Credit: iStock.com/shapecharge

Experts are calling for a renewed focus on the ability to concentrate and stay focused, particularly for children.

Our attention and time are officially a commodity.

Technology companies aim to reach through our screens to divert our attention from whatever task we are attempting to focus on, to instead look at what they want us to.  

Human ability to 'pay attention' has become a currency, as being able to focus is linked to our productivity and therefore value of labour
Jocelyn Brewer, a psychologist and cyberpsychology researcher and founder of Digital Nutrition

“Increasingly, there is a sense of ‘attention hijacking’ and issues in which technology has further created an ‘attention economy’, where companies vie for our attention.”

This constant split in our focus is making us adults feel like expert multitaskers.

However, research conducted by Standford University found that those who multitask were less productive than those who focused on a single task at a time.  

They also found that those who were easily distracted by electronic notifications struggled to concentrate, recall information or switch from one task to the other.

If this is what’s happening to adults, what’s happening to our children’s rapidly forming brains?

“Children’s brains are undergoing a range of complex developmental processes and these are foundational for building the cognitive ability to attend to information and then use their working memory to hold onto that information to then apply it,” explains Jocelyn Brewer a psychologist and cyberpsychology researcher and founder of Digital Nutrition.

“Digital activities provide complex sensory stimulus that can divert a child’s cognitive resources and force them to multitask which can interfere with a child’s success in focus, concentration and completion of activities.”


An essential skill for the 21st Century

Nir Eyal, author of Indistractable: How to Control Your Attention and Choose Your Life  says one of the greatest skills parents can teach their children is to be indistractable.

“The world is a more distracting place and if you are not prepared to deal with all the distractions then your attention and time may be manipulated by others in ways you may later regret,” he explains.

“It’s important to teach children how to manage their attention and time that best serves their interests.”

The Gonski Institute for Education has developed a series of reports titled Growing Up Digital.

It’s first report, released in 2020, focused on the views of Australian teachers and principals on how digital technologies are impacting the learning and wellbeing of Australian children.

They found that 84 per cent of educators believe that while digital technologies are a helpful teaching tool, they are a growing distraction in the learning environment.  

They also believe that the number of children with psychological, social and behavioural challenges has increased in the last three to five years and points the finger at screen-time use.

Educators found that empathy in students has decreased, as well as physical activity.

More than half of the respondents observed a decline in students’ overall readiness to learn and almost 80 per cent believe that students’ ability to focus on educational tasks has decreased.

The second research report, released in 2021, focused on the perceptions of parents, grandparents and carers.

They found that over 80 per cent of parents believe their children are negatively distracted by digital technology.

The negative effects of digital technology on a child’s attention span came in as the second most significant concern expressed by parents. First, was the impact on a child’s physical activity levels and third was their time for and interest in playing.

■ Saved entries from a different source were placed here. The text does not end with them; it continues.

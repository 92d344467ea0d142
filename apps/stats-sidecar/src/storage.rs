mod memory;
mod postgres;
mod schema;
mod writer;


pub use memory::MemoryStatsStore;
pub use postgres::{build_pool, PgStatsStore};
pub use schema::{KeySchema, SchemaRegistry, SchemaRegistryBuilder};
pub use writer::{StatsStore, StatsWriter, StoreRow};
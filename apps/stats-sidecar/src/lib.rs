pub mod config;
pub mod error;
pub mod measurement;
pub mod mqtt;
pub mod pipeline;
pub mod stats;
pub mod storage;
pub mod topology;
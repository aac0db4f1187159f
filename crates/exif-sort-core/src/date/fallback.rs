use std::fs;
use std::io;
use std::path::Path;

use chrono::{DateTime, Local, NaiveDateTime};

/// Source of the filesystem date used when a file has no capture metadata.
pub trait ModifiedTimeReader: Send + Sync {
    fn modified(&self, path: &Path) -> io::Result<NaiveDateTime>;
}

/// File modification time, in local calendar time.
#[derive(Debug, Default, Clone)]
pub struct FsModifiedTime;

impl ModifiedTimeReader for FsModifiedTime {
    fn modified(&self, path: &Path) -> io::Result<NaiveDateTime> {
        let mtime = fs::metadata(path)?.modified()?;
        Ok(DateTime::<Local>::from(mtime).naive_local())
    }
}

Both Eyal and Brewer caution parents not to put all the blame on the devices, but take a deeper look at what children are engaging with when using screens.

“In moderation, age-appropriate screen-time is perfectly fine – it’s more how children use it and what’s the purpose of that particular screen-time,” Eyal says.

“For example, if they are using their device to video call their grandparents versus mindlessly watching and flicking through YouTube shows.”

“There are even some educational apps and games that may even support children to develop their concentration skills,” Brewer adds.

For example, a US study found that children who viewed educational television before the age of three didn’t demonstrate attentional problems five years later.

However, viewing either violent or non-violent entertainment television before the age of three was associated with attentional problems later on.


How can parents help?

For our children to thrive in an attention-grabbing digital world, learning how to have autonomy over their attention is the key.

Eyal highlights parents need to, not only role model their ability to be indistractable, but also ensure the time children spend on screens has an intent, rather than being used for pacification.

Brewer identifies four strategies parents can use to help support their child.

The first is valuing mono-tasking.

“Doing one task or activity at a time is the key,” she says.

“This might mean that parents need to take longer to do one task with their child, while they’re still learning tasks like putting on their shoes.”

The second is providing children with the opportunity for free play.

“We need to give children time and space to run around, climb and explore in open environments in which they can develop healthy risk-taking skills and explore their limits,” Brewer explains.

The third strategy is to recognise and acknowledge that there are healthy levels of inattention in children, like getting distracted by a toy or wanting to finish a drawing before eating dinner.

“Expecting children to be free from distraction isn’t reasonable, healthy or realistic,” she says.

Adults struggle with attentional issues, so children with developing brains will too.”

Finally, Brewer says it’s all about balance.

“The key is that online screen-based activities are in balance with other important daily activities like good quality and an appropriate quantity of sleep, meeting the recommended guidelines on physical activity and healthy nutrition.”

Nir Eyal’s four-staged approach for parents and their children to be indisctractable:

  1. Internal triggers: Understand the emotional triggers that drive you to being distracted, then deal with those triggers in a healthy way, instead of reaching for the devices.
  2. Identify your values: Identify what you or your child values, such as spending time with family or going for walks, and prioritise those over aimless scrolling.  
  3. Remove external triggers: no pings, no dings and no rings – turn off the noisy and flashy temptations for distraction.
  4. Pacts: giving older children autonomy to decide time spent on a device (which means time taken away from activities they value) can be a great step to empowering them with becoming indistractable.